__DESCRIPTION OF THE TASK__.
Keep every line in which "times" occurs and drop the rest of the data.

__DATA EXTRACT__.

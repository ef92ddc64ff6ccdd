//! Producers that run a nested workflow.
//!
//! A nested workflow is either loaded from the `definition` parameter
//! through the registry the producer came from, or wraps a manager built in
//! code. The registry is held weakly: it owns the factories that create
//! these producers, so a strong handle would keep it alive forever.

use async_trait::async_trait;
use std::sync::{Arc, Weak};
use wavecore::{
    ConditionExpr, ParameterDescriptor, ParameterMap, ParameterSpec, ParameterTable, ParameterType,
    ProduceError, Producer, RunOptions, Value, WorkflowContext, WorkflowDefinition,
};
use waveruntime::{ProducerFactory, ProducerMetadata, ProducerRegistry, WorkflowManager};

enum Source {
    Registry(Weak<ProducerRegistry>),
    Prebuilt(Arc<WorkflowManager>),
}

/// Runs a nested workflow on its input and returns the last result's data
pub struct SubWorkflowProducer {
    source: Source,
}

impl SubWorkflowProducer {
    /// Load the nested workflow from the `definition` parameter.
    pub fn new(registry: Weak<ProducerRegistry>) -> Self {
        Self {
            source: Source::Registry(registry),
        }
    }

    /// Run `manager` on every call. Each call works on a shallow clone, so
    /// concurrent calls do not conflict.
    pub fn from_manager(manager: Arc<WorkflowManager>) -> Self {
        Self {
            source: Source::Prebuilt(manager),
        }
    }

    fn descriptor(&self) -> ParameterDescriptor {
        let env = ParameterSpec::optional(
            "env",
            ParameterType::OBJECT,
            "Entries patched over the parent environment",
        )
        .with_default(Value::Object(Default::default()));
        match self.source {
            Source::Registry(_) => ParameterDescriptor::new()
                .with(ParameterSpec::required(
                    "definition",
                    ParameterType::ARRAY | ParameterType::OBJECT,
                    "Workflow definition, or a list of them",
                ))
                .with(env),
            Source::Prebuilt(_) => ParameterDescriptor::new().with(env),
        }
    }

    fn registry(&self) -> Result<Option<Arc<ProducerRegistry>>, ProduceError> {
        match &self.source {
            Source::Registry(weak) => weak.upgrade().map(Some).ok_or_else(|| {
                ProduceError::ExecutionFailed("Producer registry is no longer available".to_string())
            }),
            Source::Prebuilt(_) => Ok(None),
        }
    }

    /// Load definitions eagerly so a broken nested workflow is reported
    /// when the parent is loaded.
    fn check_definition(&self, params: &ParameterMap) -> Result<(), ProduceError> {
        let Some(raw) = params.get("definition") else {
            return Ok(());
        };
        let definitions = WorkflowDefinition::list_from_value(raw.to_json())
            .map_err(|e| ProduceError::Parameter(e.to_string()))?;
        if let Some(registry) = self.registry()? {
            WorkflowManager::from_definitions(registry.as_ref(), &definitions)
                .map_err(|e| ProduceError::Parameter(format!("Invalid nested workflow: {}", e)))?;
        }
        Ok(())
    }

    fn workflow(&self, params: &ParameterTable) -> Result<WorkflowManager, ProduceError> {
        match &self.source {
            Source::Prebuilt(manager) => Ok(manager.shallow_clone()),
            Source::Registry(_) => {
                let registry = self.registry()?.ok_or_else(|| {
                    ProduceError::ExecutionFailed("Producer registry is no longer available".to_string())
                })?;
                let raw = params
                    .get("definition")
                    .ok_or_else(|| ProduceError::MissingInput("definition".to_string()))?;
                let definitions = WorkflowDefinition::list_from_value(raw.to_json())?;
                Ok(WorkflowManager::from_definitions(registry.as_ref(), &definitions)?)
            }
        }
    }

    fn environment(params: &ParameterTable, ctx: &WorkflowContext) -> ParameterMap {
        let mut environment = ctx.environment().clone();
        if let Some(overrides) = params.get("env").and_then(Value::as_object) {
            environment.extend(overrides.iter().map(|(k, v)| (k.clone(), v.clone())));
        }
        environment
    }
}

#[async_trait]
impl Producer for SubWorkflowProducer {
    fn producer_type(&self) -> &str {
        "sub_workflow"
    }

    fn introduce(&self) -> String {
        "Run a nested workflow on the input".to_string()
    }

    fn parameter_structure(&self) -> ParameterDescriptor {
        self.descriptor()
    }

    fn check_parameters(&self, params: ParameterMap, partial: bool) -> Result<ParameterMap, ProduceError> {
        let params = self
            .descriptor()
            .validate(params, partial)
            .map_err(ProduceError::Parameter)?;
        self.check_definition(&params)?;
        Ok(params)
    }

    async fn produce(
        &self,
        input: Vec<Value>,
        params: &ParameterTable,
        ctx: &WorkflowContext,
    ) -> Result<Vec<Value>, ProduceError> {
        let workflow = self.workflow(params)?;
        let environment = Self::environment(params, ctx);
        let result = workflow
            .run(Value::Array(input), environment, RunOptions::default())
            .await?;
        Ok(result.last_data().to_vec())
    }
}

/// Runs a nested workflow repeatedly, feeding each output into the next run
pub struct RepeatWorkflowProducer {
    inner: SubWorkflowProducer,
}

impl RepeatWorkflowProducer {
    pub fn new(registry: Weak<ProducerRegistry>) -> Self {
        Self {
            inner: SubWorkflowProducer::new(registry),
        }
    }

    pub fn from_manager(manager: Arc<WorkflowManager>) -> Self {
        Self {
            inner: SubWorkflowProducer::from_manager(manager),
        }
    }

    fn until(params: &ParameterMap) -> Result<Option<ConditionExpr>, ProduceError> {
        params
            .get("until")
            .map(|raw| {
                serde_json::from_value(raw.to_json())
                    .map_err(|e| ProduceError::Parameter(format!("Invalid until condition: {}", e)))
            })
            .transpose()
    }
}

#[async_trait]
impl Producer for RepeatWorkflowProducer {
    fn producer_type(&self) -> &str {
        "repeat_workflow"
    }

    fn introduce(&self) -> String {
        "Run a nested workflow in a loop, each round consuming the previous output".to_string()
    }

    fn parameter_structure(&self) -> ParameterDescriptor {
        self.inner
            .descriptor()
            .with(ParameterSpec::required(
                "times",
                ParameterType::NUMBER,
                "Maximum number of rounds",
            ))
            .with(ParameterSpec::optional(
                "until",
                ParameterType::OBJECT,
                "Condition on the round's output that ends the loop early",
            ))
    }

    fn check_parameters(&self, params: ParameterMap, partial: bool) -> Result<ParameterMap, ProduceError> {
        let params = self
            .parameter_structure()
            .validate(params, partial)
            .map_err(ProduceError::Parameter)?;
        if let Some(times) = params.get("times").and_then(Value::as_f64) {
            if times < 0.0 || times.fract() != 0.0 {
                return Err(ProduceError::Parameter(format!(
                    "Parameter \"times\" must be a non-negative integer, got {}",
                    times
                )));
            }
        }
        Self::until(&params)?;
        self.inner.check_definition(&params)?;
        Ok(params)
    }

    async fn produce(
        &self,
        input: Vec<Value>,
        params: &ParameterTable,
        ctx: &WorkflowContext,
    ) -> Result<Vec<Value>, ProduceError> {
        let times = params
            .get_f64("times")
            .ok_or_else(|| ProduceError::MissingInput("times".to_string()))? as u64;
        let until = Self::until(&params.to_map())?;
        if times == 0 {
            return Ok(input);
        }
        let workflow = self.inner.workflow(params)?;
        let environment = SubWorkflowProducer::environment(params, ctx);

        let mut data = input;
        for round in 1..=times {
            let result = workflow
                .run(Value::Array(data), environment.clone(), RunOptions::default())
                .await?;
            data = result.last_data().to_vec();
            if let Some(until) = &until {
                let output = Value::Array(data.clone());
                if until.evaluate(&output).map_err(ProduceError::ExecutionFailed)? {
                    tracing::debug!("Repeat loop ended after round {} of {}", round, times);
                    break;
                }
            }
        }
        Ok(data)
    }
}

pub struct SubWorkflowProducerFactory {
    registry: Weak<ProducerRegistry>,
}

impl SubWorkflowProducerFactory {
    pub fn new(registry: Weak<ProducerRegistry>) -> Self {
        Self { registry }
    }
}

impl ProducerFactory for SubWorkflowProducerFactory {
    fn create(&self) -> Box<dyn Producer> {
        Box::new(SubWorkflowProducer::new(self.registry.clone()))
    }

    fn producer_type(&self) -> &str {
        "sub_workflow"
    }

    fn metadata(&self) -> ProducerMetadata {
        ProducerMetadata {
            description: "Run a nested workflow on the input".to_string(),
            category: "workflow".to_string(),
            parameters: SubWorkflowProducer::new(Weak::new()).parameter_structure(),
        }
    }
}

pub struct RepeatWorkflowProducerFactory {
    registry: Weak<ProducerRegistry>,
}

impl RepeatWorkflowProducerFactory {
    pub fn new(registry: Weak<ProducerRegistry>) -> Self {
        Self { registry }
    }
}

impl ProducerFactory for RepeatWorkflowProducerFactory {
    fn create(&self) -> Box<dyn Producer> {
        Box::new(RepeatWorkflowProducer::new(self.registry.clone()))
    }

    fn producer_type(&self) -> &str {
        "repeat_workflow"
    }

    fn metadata(&self) -> ProducerMetadata {
        ProducerMetadata {
            description: "Run a nested workflow in a loop".to_string(),
            category: "workflow".to_string(),
            parameters: RepeatWorkflowProducer::new(Weak::new()).parameter_structure(),
        }
    }
}
use async_trait::async_trait;
use tokio::time::{sleep, Duration};
use wavecore::{
    ParameterDescriptor, ParameterSpec, ParameterTable, ParameterType, ProduceError, Producer,
    Value, WorkflowContext,
};
use waveruntime::{ProducerFactory, ProducerMetadata};

/// Waits `delay_ms`, then passes its input on. Returns early when the run
/// is cancelled.
pub struct DelayProducer;

#[async_trait]
impl Producer for DelayProducer {
    fn producer_type(&self) -> &str {
        "delay"
    }

    fn introduce(&self) -> String {
        "Delay execution for specified milliseconds".to_string()
    }

    fn parameter_structure(&self) -> ParameterDescriptor {
        ParameterDescriptor::new().with(
            ParameterSpec::optional("delay_ms", ParameterType::NUMBER, "Milliseconds to wait")
                .with_default(1000),
        )
    }

    async fn produce(
        &self,
        input: Vec<Value>,
        params: &ParameterTable,
        ctx: &WorkflowContext,
    ) -> Result<Vec<Value>, ProduceError> {
        let delay_ms = params.get_f64("delay_ms").unwrap_or(1000.0).max(0.0) as u64;
        let cancelled = ctx.cancellation_token();
        tokio::select! {
            _ = sleep(Duration::from_millis(delay_ms)) => {}
            _ = cancelled.cancelled() => {
                tracing::debug!("Delay cut short by cancellation");
            }
        }
        Ok(input)
    }
}

pub struct DelayProducerFactory;

impl ProducerFactory for DelayProducerFactory {
    fn create(&self) -> Box<dyn Producer> {
        Box::new(DelayProducer)
    }

    fn producer_type(&self) -> &str {
        "delay"
    }

    fn metadata(&self) -> ProducerMetadata {
        ProducerMetadata {
            description: "Delay execution for specified milliseconds".to_string(),
            category: "time".to_string(),
            parameters: DelayProducer.parameter_structure(),
        }
    }
}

__EXERCISE OUTPUT__.
                "times",
        if let Some(times) = params.get("times").and_then(Value::as_f64) {
            if times < 0.0 || times.fract() != 0.0 {
                    "Parameter \"times\" must be a non-negative integer, got {}",
                    times
        let times = params
            .get_f64("times")
            .ok_or_else(|| ProduceError::MissingInput("times".to_string()))? as u64;
        if times == 0 {
        for round in 1..=times {
                    tracing::debug!("Repeat loop ended after round {} of {}", round, times);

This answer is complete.